Traditional visual inspection techniques, moreover, are quite
different from those employed during structural testing, making
correlations between the two approaches difficult and further
compromising the ability to detect the onset of structural failure
before it actually occurs.
[0006] Structural health monitoring (SHM) systems address some of
these concerns. SHM systems employ a variety of sensing and
measurement technology, utilizing generally small,
remotely-operated sensors. These provide information on position,
temperature, and other physical quantities, and allow for
continuous monitoring methods to be employed in otherwise
inaccessible locations. Some SHM systems also employ active
transducers, including ultrasonic piezoelectric devices, to
"interrogate" a structure or material in order to detect
displacement, delamination, cracking, or other local failures via
the resulting change in Lamb wave transmissions.
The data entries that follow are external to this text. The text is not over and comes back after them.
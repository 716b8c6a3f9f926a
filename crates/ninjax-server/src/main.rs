use ninjax_core::logging;

mod ratelimit;
mod routes;
mod state;

use anyhow::{Context, Result};
use ninjax_core::artifact::sweep::{run_sweeper, SweepTier};
use std::net::SocketAddr;
use std::time::Duration;

#[tokio::main]
async fn main() {
    // As early as possible; degrades to stderr when the state dir is
    // unwritable.
    logging::init();

    if let Err(err) = run().await {
        eprintln!("ninjax error: {:#}", err);
        std::process::exit(1);
    }
}

async fn run() -> Result<()> {
    let cfg = ninjax_core::config::load_or_init().context("loading configuration")?;
    let state = state::AppState::build(cfg).context("building server state")?;

    // Reclamation runs eagerly once, then on its fixed interval,
    // independent of request traffic.
    let tiers = vec![
        SweepTier {
            dir: state.artifacts.root().to_path_buf(),
            max_age: Duration::from_secs(state.cfg.retention.download_secs),
        },
        SweepTier {
            dir: state.temp_dir.clone(),
            max_age: Duration::from_secs(state.cfg.retention.temp_secs),
        },
    ];
    let sweeper = tokio::spawn(run_sweeper(
        tiers,
        Duration::from_secs(state.cfg.retention.sweep_interval_secs),
    ));

    let bind = state.cfg.effective_bind();
    let addr: SocketAddr = bind
        .parse()
        .with_context(|| format!("invalid bind address {bind}"))?;
    let listener = tokio::net::TcpListener::bind(addr)
        .await
        .with_context(|| format!("binding {addr}"))?;
    tracing::info!(%addr, "ninjax gateway listening");

    let app = routes::router(state);
    axum::serve(
        listener,
        app.into_make_service_with_connect_info::<SocketAddr>(),
    )
    .with_graceful_shutdown(async {
        let _ = tokio::signal::ctrl_c().await;
        tracing::info!("shutdown signal received");
    })
    .await
    .context("server error")?;

    sweeper.abort();
    Ok(())
}
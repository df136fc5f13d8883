//! Integration tests for configuration loading

use receipt_points::infra::{Config, LogFormat};
use std::io::Write;
use tempfile::NamedTempFile;

#[test]
fn test_load_config_from_file() {
    let mut temp_file = NamedTempFile::new().unwrap();

    let config_content = r#"
[server]
bind_address = "127.0.0.1"
port = 9191

[logging]
format = "json"

[metrics]
interval_secs = 15
"#;

    temp_file.write_all(config_content.as_bytes()).unwrap();
    temp_file.flush().unwrap();

    let config = Config::from_file(temp_file.path()).unwrap();

    assert_eq!(config.bind_address(), "127.0.0.1");
    assert_eq!(config.port(), 9191);
    assert_eq!(config.listen_addr(), "127.0.0.1:9191");
    assert_eq!(config.log_format(), LogFormat::Json);
    assert!(config.metrics_enabled());
    assert_eq!(config.metrics_interval_secs(), 15);
    assert_eq!(config.config_file(), temp_file.path().display().to_string());
}

#[test]
fn test_metrics_disabled() {
    let mut temp_file = NamedTempFile::new().unwrap();
    temp_file.write_all(b"[metrics]\nenabled = false\n").unwrap();
    temp_file.flush().unwrap();

    let config = Config::from_file(temp_file.path()).unwrap();

    assert!(!config.metrics_enabled());
    assert_eq!(config.metrics_interval_secs(), 30);
    assert_eq!(config.port(), 8080);
}

#[test]
fn test_from_file_invalid_toml() {
    let mut temp_file = NamedTempFile::new().unwrap();
    temp_file.write_all(b"[server\nport = ").unwrap();
    temp_file.flush().unwrap();

    let err = Config::from_file(temp_file.path()).unwrap_err();
    assert!(err.to_string().contains("Failed to parse config file"));
}

#[test]
fn test_load_from_path_fallback() {
    let config = Config::load_from_path("/nonexistent/config.toml");
    assert_eq!(config.port(), 8080);
    assert_eq!(config.bind_address(), "0.0.0.0");
    assert_eq!(config.log_format(), LogFormat::Text);
    assert!(config.metrics_enabled());
    assert_eq!(config.config_file(), "default");
}
//! Infrastructure - configuration and metrics
//!
//! - `config` - Application configuration (TOML loading, defaults)
//! - `metrics` - Lock-free metrics collection

pub mod config;
pub mod metrics;

// Re-export commonly used types
pub use config::{Config, LogFormat};
pub use metrics::Metrics;
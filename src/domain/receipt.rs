//! Receipt data model and request validation

use chrono::{DateTime, NaiveDate, NaiveTime};
use serde::{Deserialize, Deserializer, Serialize};
use std::borrow::Borrow;
use thiserror::Error;
use uuid::Uuid;

/// Accepted purchase date layout
const DATE_FORMAT: &str = "%Y-%m-%d";

/// Accepted purchase time layouts, tried in order
const TIME_FORMATS: [&str; 2] = ["%H:%M", "%H:%M:%S"];

/// Opaque receipt identifier (UUIDv4 text form)
///
/// Borrows as `str` so lookups can use the raw path segment without
/// allocating or validating it first.
#[derive(Debug, Clone, PartialEq, Eq, Hash, Serialize)]
#[serde(transparent)]
pub struct ReceiptId(String);

impl ReceiptId {
    /// Generate a new random identifier
    pub fn generate() -> Self {
        Self(Uuid::new_v4().to_string())
    }

    pub fn as_str(&self) -> &str {
        &self.0
    }
}

impl Borrow<str> for ReceiptId {
    fn borrow(&self) -> &str {
        &self.0
    }
}

impl std::fmt::Display for ReceiptId {
    fn fmt(&self, f: &mut std::fmt::Formatter<'_>) -> std::fmt::Result {
        f.write_str(&self.0)
    }
}

/// A single purchased item
#[derive(Debug, Clone, PartialEq, Eq, Default, Deserialize)]
#[serde(rename_all = "camelCase")]
pub struct Item {
    #[serde(default)]
    pub short_description: String,
    /// Unit price as a decimal string (e.g. "6.49")
    #[serde(default)]
    pub price: String,
}

impl Item {
    pub fn new(short_description: &str, price: &str) -> Self {
        Self { short_description: short_description.to_string(), price: price.to_string() }
    }
}

/// A validated purchase receipt
#[derive(Debug, Clone, PartialEq, Eq)]
pub struct Receipt {
    pub retailer: String,
    pub purchase_date: NaiveDate,
    pub purchase_time: NaiveTime,
    pub items: Vec<Item>,
    /// Receipt total as a decimal string (e.g. "35.35")
    pub total: String,
    pub retailer_id: String,
}

impl Receipt {
    /// Decode and validate a JSON request body
    pub fn from_json(body: &[u8]) -> Result<Self, ReceiptError> {
        let payload: ReceiptPayload =
            serde_json::from_slice(body).map_err(ReceiptError::Malformed)?;
        Ok(payload.validate()?)
    }
}

/// Receipt as it arrives on the wire, before validation
///
/// Missing fields decode to empty values so that validation can report
/// which requirement failed instead of a generic decode error.
#[derive(Debug, Clone, Default, Deserialize)]
#[serde(rename_all = "camelCase")]
pub struct ReceiptPayload {
    #[serde(default)]
    pub retailer: String,
    #[serde(default, deserialize_with = "deserialize_date")]
    pub purchase_date: Option<NaiveDate>,
    #[serde(default, deserialize_with = "deserialize_time")]
    pub purchase_time: Option<NaiveTime>,
    #[serde(default)]
    pub items: Vec<Item>,
    #[serde(default)]
    pub total: String,
    #[serde(default)]
    pub retailer_id: String,
}

impl ReceiptPayload {
    /// Check the structural requirements and produce a `Receipt`
    ///
    /// A missing purchase time is treated as midnight.
    pub fn validate(self) -> Result<Receipt, ValidationError> {
        if self.retailer_id.is_empty() {
            return Err(ValidationError::MissingRetailerId);
        }
        let Some(purchase_date) = self.purchase_date else {
            return Err(ValidationError::MissingPurchaseDate);
        };
        if self.items.is_empty() {
            return Err(ValidationError::NoItems);
        }

        Ok(Receipt {
            retailer: self.retailer,
            purchase_date,
            purchase_time: self.purchase_time.unwrap_or_default(),
            items: self.items,
            total: self.total,
            retailer_id: self.retailer_id,
        })
    }
}

/// Structural problems with an otherwise well-formed receipt
#[derive(Debug, Clone, Copy, PartialEq, Eq, Error)]
pub enum ValidationError {
    #[error("retailer ID is required")]
    MissingRetailerId,
    #[error("purchase date is required")]
    MissingPurchaseDate,
    #[error("receipt must contain at least one item")]
    NoItems,
}

/// Reasons a request body cannot become a `Receipt`
#[derive(Debug, Error)]
pub enum ReceiptError {
    #[error("Invalid receipt data")]
    Malformed(#[source] serde_json::Error),
    #[error(transparent)]
    Invalid(#[from] ValidationError),
}

/// Date as `YYYY-MM-DD`, or the date part of an RFC 3339 timestamp
fn deserialize_date<'de, D>(deserializer: D) -> Result<Option<NaiveDate>, D::Error>
where
    D: Deserializer<'de>,
{
    let Some(raw) = Option::<String>::deserialize(deserializer)? else {
        return Ok(None);
    };
    if raw.is_empty() {
        return Ok(None);
    }

    NaiveDate::parse_from_str(&raw, DATE_FORMAT)
        .or_else(|_| DateTime::parse_from_rfc3339(&raw).map(|ts| ts.date_naive()))
        .map(Some)
        .map_err(|_| serde::de::Error::custom(format!("invalid purchase date: {raw}")))
}

/// Time as `HH:MM` or `HH:MM:SS`, or the time part of an RFC 3339 timestamp
fn deserialize_time<'de, D>(deserializer: D) -> Result<Option<NaiveTime>, D::Error>
where
    D: Deserializer<'de>,
{
    let Some(raw) = Option::<String>::deserialize(deserializer)? else {
        return Ok(None);
    };
    if raw.is_empty() {
        return Ok(None);
    }

    TIME_FORMATS
        .iter()
        .find_map(|fmt| NaiveTime::parse_from_str(&raw, fmt).ok())
        .or_else(|| DateTime::parse_from_rfc3339(&raw).ok().map(|ts| ts.time()))
        .map(Some)
        .ok_or_else(|| serde::de::Error::custom(format!("invalid purchase time: {raw}")))
}

/// Builder for test receipts; starts from a valid receipt that scores zero
#[cfg(test)]
pub(crate) struct ReceiptBuilder {
    receipt: Receipt,
}

#[cfg(test)]
impl ReceiptBuilder {
    pub(crate) fn new() -> Self {
        Self {
            receipt: Receipt {
                retailer: String::new(),
                purchase_date: NaiveDate::from_ymd_opt(2022, 1, 2).unwrap(),
                purchase_time: NaiveTime::from_hms_opt(10, 0, 0).unwrap(),
                items: Vec::new(),
                total: "0.10".to_string(),
                retailer_id: "r-1".to_string(),
            },
        }
    }

    pub(crate) fn retailer(mut self, retailer: &str) -> Self {
        self.receipt.retailer = retailer.to_string();
        self
    }

    pub(crate) fn total(mut self, total: &str) -> Self {
        self.receipt.total = total.to_string();
        self
    }

    pub(crate) fn date(mut self, year: i32, month: u32, day: u32) -> Self {
        self.receipt.purchase_date = NaiveDate::from_ymd_opt(year, month, day).unwrap();
        self
    }

    pub(crate) fn time(mut self, hour: u32, minute: u32) -> Self {
        self.receipt.purchase_time = NaiveTime::from_hms_opt(hour, minute, 0).unwrap();
        self
    }

    pub(crate) fn item(mut self, description: &str, price: &str) -> Self {
        self.receipt.items.push(Item::new(description, price));
        self
    }

    pub(crate) fn build(self) -> Receipt {
        self.receipt
    }
}

#[cfg(test)]
mod tests {
    use super::*;

    const SAMPLE_RECEIPT: &str = r#"{
        "retailer": "Target",
        "purchaseDate": "2022-01-01",
        "purchaseTime": "13:01",
        "items": [
            {"shortDescription": "Mountain Dew 12PK", "price": "6.49"},
            {"shortDescription": "Emils Cheese Pizza", "price": "12.25"}
        ],
        "total": "18.74",
        "retailerId": "target-001"
    }"#;

    #[test]
    fn test_receipt_id_generate_unique() {
        let a = ReceiptId::generate();
        let b = ReceiptId::generate();
        assert_ne!(a, b);
        assert_eq!(a.as_str().len(), 36);
        assert_eq!(Uuid::parse_str(a.as_str()).unwrap().get_version_num(), 4);
    }

    #[test]
    fn test_from_json_valid() {
        let receipt = Receipt::from_json(SAMPLE_RECEIPT.as_bytes()).unwrap();
        assert_eq!(receipt.retailer, "Target");
        assert_eq!(receipt.purchase_date, NaiveDate::from_ymd_opt(2022, 1, 1).unwrap());
        assert_eq!(receipt.purchase_time, NaiveTime::from_hms_opt(13, 1, 0).unwrap());
        assert_eq!(receipt.items.len(), 2);
        assert_eq!(receipt.items[1], Item::new("Emils Cheese Pizza", "12.25"));
        assert_eq!(receipt.total, "18.74");
        assert_eq!(receipt.retailer_id, "target-001");
    }

    #[test]
    fn test_time_with_seconds_and_rfc3339() {
        let json = r#"{"retailerId":"x","purchaseDate":"2022-01-01T09:30:00Z",
            "purchaseTime":"14:33:15","items":[{"shortDescription":"a","price":"1"}]}"#;
        let receipt = Receipt::from_json(json.as_bytes()).unwrap();
        assert_eq!(receipt.purchase_date, NaiveDate::from_ymd_opt(2022, 1, 1).unwrap());
        assert_eq!(receipt.purchase_time, NaiveTime::from_hms_opt(14, 33, 15).unwrap());
    }

    #[test]
    fn test_missing_time_defaults_to_midnight() {
        let json = r#"{"retailerId":"x","purchaseDate":"2022-01-01",
            "items":[{"shortDescription":"a","price":"1"}]}"#;
        let receipt = Receipt::from_json(json.as_bytes()).unwrap();
        assert_eq!(receipt.purchase_time, NaiveTime::default());
    }

    #[test]
    fn test_malformed_json() {
        let err = Receipt::from_json(b"{not json").unwrap_err();
        assert!(matches!(err, ReceiptError::Malformed(_)));
        assert_eq!(err.to_string(), "Invalid receipt data");
    }

    #[test]
    fn test_unparseable_date_is_malformed() {
        let json = r#"{"retailerId":"x","purchaseDate":"01/02/2022","items":[]}"#;
        let err = Receipt::from_json(json.as_bytes()).unwrap_err();
        assert!(matches!(err, ReceiptError::Malformed(_)));
    }

    #[test]
    fn test_validation_missing_retailer_id() {
        let json =
            r#"{"purchaseDate":"2022-01-01","items":[{"shortDescription":"a","price":"1"}]}"#;
        let err = Receipt::from_json(json.as_bytes()).unwrap_err();
        assert!(matches!(err, ReceiptError::Invalid(ValidationError::MissingRetailerId)));
        assert_eq!(err.to_string(), "retailer ID is required");
    }

    #[test]
    fn test_validation_missing_date() {
        let payload = ReceiptPayload {
            retailer_id: "x".to_string(),
            items: vec![Item::new("a", "1")],
            ..Default::default()
        };
        assert_eq!(payload.validate(), Err(ValidationError::MissingPurchaseDate));
    }

    #[test]
    fn test_validation_no_items() {
        let payload = ReceiptPayload {
            retailer_id: "x".to_string(),
            purchase_date: NaiveDate::from_ymd_opt(2022, 1, 1),
            ..Default::default()
        };
        let err = payload.validate().unwrap_err();
        assert_eq!(err, ValidationError::NoItems);
        assert_eq!(err.to_string(), "receipt must contain at least one item");
    }
}
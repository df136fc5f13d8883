//! Services - scoring and receipt state
//!
//! - `points` - Reward points rules
//! - `receipt_store` - Concurrent in-memory receipt store

pub mod points;
pub mod receipt_store;

// Re-export commonly used types
pub use points::PointsBreakdown;
pub use receipt_store::{ReceiptStore, ScoreRecord};
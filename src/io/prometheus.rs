//! Prometheus text exposition for `/metrics`

use crate::infra::metrics::{
    Metrics, MetricsSummary, METRICS_BUCKET_BOUNDS, METRICS_NUM_BUCKETS,
};
use std::fmt::Write;

/// Prometheus content type for the text format
pub const CONTENT_TYPE: &str = "text/plain; version=0.0.4; charset=utf-8";

/// Prometheus metric type
enum MetricType {
    Counter,
    Gauge,
}

impl MetricType {
    fn as_str(&self) -> &'static str {
        match self {
            MetricType::Counter => "counter",
            MetricType::Gauge => "gauge",
        }
    }
}

/// Write a simple metric (counter or gauge)
fn write_metric(output: &mut String, name: &str, help: &str, typ: MetricType, val: u64) {
    let _ = writeln!(output, "# HELP {name} {help}");
    let _ = writeln!(output, "# TYPE {name} {}", typ.as_str());
    let _ = writeln!(output, "{name} {val}");
}

/// Write a histogram metric with buckets, sum, and count
fn write_histogram(
    output: &mut String,
    name: &str,
    help: &str,
    buckets: &[u64; METRICS_NUM_BUCKETS],
    sum: u64,
) {
    let _ = writeln!(output, "# HELP {name} {help}");
    let _ = writeln!(output, "# TYPE {name} histogram");

    let mut cumulative = 0u64;
    for (i, &bound) in METRICS_BUCKET_BOUNDS.iter().enumerate() {
        cumulative += buckets[i];
        let _ = writeln!(output, "{name}_bucket{{le=\"{bound}\"}} {cumulative}");
    }
    cumulative += buckets[METRICS_NUM_BUCKETS - 1];
    let _ = writeln!(output, "{name}_bucket{{le=\"+Inf\"}} {cumulative}");
    let _ = writeln!(output, "{name}_sum {sum}");
    let _ = writeln!(output, "{name}_count {cumulative}");
}

/// Format metrics in Prometheus text exposition format
///
/// Reads a non-resetting snapshot so scrapes don't disturb the periodic
/// log reporter.
pub fn format_prometheus_metrics(metrics: &Metrics, stored_receipts: usize) -> String {
    let summary = metrics.snapshot(stored_receipts);
    let mut output = String::with_capacity(2048);

    write_receipt_metrics(&mut output, &summary);
    write_lookup_metrics(&mut output, &summary);
    write_latency_metrics(&mut output, &summary);

    output
}

fn write_receipt_metrics(output: &mut String, summary: &MetricsSummary) {
    write_metric(
        output,
        "receipts_processed_total",
        "Receipts accepted and scored",
        MetricType::Counter,
        summary.receipts_processed_total,
    );
    write_metric(
        output,
        "receipts_rejected_total",
        "Receipts rejected as malformed or invalid",
        MetricType::Counter,
        summary.receipts_rejected_total,
    );
    write_metric(
        output,
        "receipts_points_awarded_total",
        "Sum of points awarded to accepted receipts",
        MetricType::Counter,
        summary.points_awarded_total,
    );
    write_metric(
        output,
        "receipts_stored",
        "Receipts currently held in memory",
        MetricType::Gauge,
        summary.stored_receipts as u64,
    );
}

fn write_lookup_metrics(output: &mut String, summary: &MetricsSummary) {
    write_metric(
        output,
        "receipts_lookups_total",
        "Points lookups served",
        MetricType::Counter,
        summary.lookups_total,
    );
    write_metric(
        output,
        "receipts_lookup_misses_total",
        "Points lookups for unknown receipt ids",
        MetricType::Counter,
        summary.lookup_misses_total,
    );
}

fn write_latency_metrics(output: &mut String, summary: &MetricsSummary) {
    write_histogram(
        output,
        "receipts_submit_latency_us",
        "Receipt scoring and storage latency in microseconds",
        &summary.submit_latency_buckets,
        summary.submit_latency_sum_us,
    );
    write_metric(
        output,
        "receipts_submit_latency_p50_us",
        "50th percentile submit latency",
        MetricType::Gauge,
        summary.submit_latency_p50_us,
    );
    write_metric(
        output,
        "receipts_submit_latency_p95_us",
        "95th percentile submit latency",
        MetricType::Gauge,
        summary.submit_latency_p95_us,
    );
    write_metric(
        output,
        "receipts_submit_latency_p99_us",
        "99th percentile submit latency",
        MetricType::Gauge,
        summary.submit_latency_p99_us,
    );
}
//! Receipt points service
//!
//! Accepts purchase receipts over HTTP, scores them with the reward rules,
//! and serves the points back by receipt id. State is in memory only.
//!
//! Module structure:
//! - `domain/` - Receipt types and validation
//! - `services/` - Points rules and the receipt store
//! - `io/` - HTTP API and Prometheus formatting
//! - `infra/` - Config and metrics

use clap::Parser;
use receipt_points::infra::{Config, LogFormat, Metrics};
use receipt_points::io::AppState;
use receipt_points::services::ReceiptStore;
use std::sync::Arc;
use tokio::sync::watch;
use tracing::info;
use tracing_subscriber::fmt::time::UtcTime;
use tracing_subscriber::EnvFilter;

/// Receipt points service
#[derive(Parser, Debug)]
#[command(name = "receipt-points", version, about)]
struct Args {
    /// Path to TOML configuration file (falls back to CONFIG_FILE, then config/dev.toml)
    #[arg(short, long)]
    config: Option<String>,
}

/// Initialize structured logging with configurable level via RUST_LOG env var
/// Default: INFO, use RUST_LOG=debug for per-receipt scoring breakdowns
fn init_logging(format: LogFormat) {
    let filter = EnvFilter::try_from_default_env().unwrap_or_else(|_| EnvFilter::new("info"));

    let builder = tracing_subscriber::fmt()
        .with_env_filter(filter)
        .with_timer(UtcTime::rfc_3339())
        .with_target(false);

    match format {
        LogFormat::Text => builder.init(),
        LogFormat::Json => builder.json().init(),
    }
}

#[tokio::main]
async fn main() -> anyhow::Result<()> {
    let args = Args::parse();
    let config = Config::load(args.config.as_deref());

    init_logging(config.log_format());
    info!("receipt-points starting");

    info!(
        config_file = %config.config_file(),
        listen_addr = %config.listen_addr(),
        log_format = ?config.log_format(),
        metrics_enabled = %config.metrics_enabled(),
        metrics_interval_secs = %config.metrics_interval_secs(),
        "config_loaded"
    );

    let (shutdown_tx, shutdown_rx) = watch::channel(false);

    let store = Arc::new(ReceiptStore::new());
    let metrics = Arc::new(Metrics::new());

    // Periodic metrics reporter (lock-free reads, resets period counters)
    let metrics_interval = config.metrics_interval_secs();
    if config.metrics_enabled() && metrics_interval > 0 {
        let reporter_metrics = metrics.clone();
        let reporter_store = store.clone();
        tokio::spawn(async move {
            let mut interval =
                tokio::time::interval(std::time::Duration::from_secs(metrics_interval));
            // First tick completes immediately
            interval.tick().await;
            loop {
                interval.tick().await;
                reporter_metrics.report(reporter_store.len()).log();
            }
        });
    }

    // Handle shutdown on Ctrl+C
    tokio::spawn(async move {
        tokio::signal::ctrl_c().await.ok();
        info!("shutdown_signal_received");
        let _ = shutdown_tx.send(true);
    });

    let state =
        AppState::new(store.clone(), metrics).with_metrics_enabled(config.metrics_enabled());
    receipt_points::io::start_server(&config.listen_addr(), state, shutdown_rx).await?;

    info!(stored_receipts = %store.len(), "receipt-points shutdown complete");
    Ok(())
}
//! Receipt points library
//!
//! Exposes modules for integration testing and binary reuse.

pub mod domain;
pub mod infra;
pub mod io;
pub mod services;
Existing SHM
methods remain limited, however, because they do not typically
apply the same sampling and analysis techniques used during
structural testing, and because they cannot generally detect the
onset of failure before it actually occurs, at least one a local
scale.
SUMMARY
[0007] There is disclosed a system and method for detecting the
onset of failure in a structural element subject to a mechanical
load. The method comprises measuring physical quantities,
transforming the measured physical quantities into a normal mode
spectrum, and transmitting a warning of impending collapse. The
measured physical quantities are associated with subsonic modes of
natural oscillation in a structure subject to a mechanical load.
The normal mode spectrum characterizes the frequencies of the
subsonic modes of oscillation. The warning is transmitted as a
function of a deviation in the normal mode spectrum near a critical
point.
[0008] The system comprises a sensor, a signal processor and a
transmitter. The sensor senses a physical parameter associated with
a normal mode of natural oscillation in the structural element. The
signal processor transforms the physical parameter into an
oscillation function representing the normal mode. The transmitter
transmits an alarm based on a shift in the oscillation function
near a critical point.
BRIEF DESCRIPTION OF THE DRAWINGS
[0009] FIG. 1 is a perspective view of a vertical cantilevered beam
subject to a compressive load.
[0010] FIG. 2 is a plot of oscillation frequency as a function of
cantilever length, neglecting the effect of load on frequency.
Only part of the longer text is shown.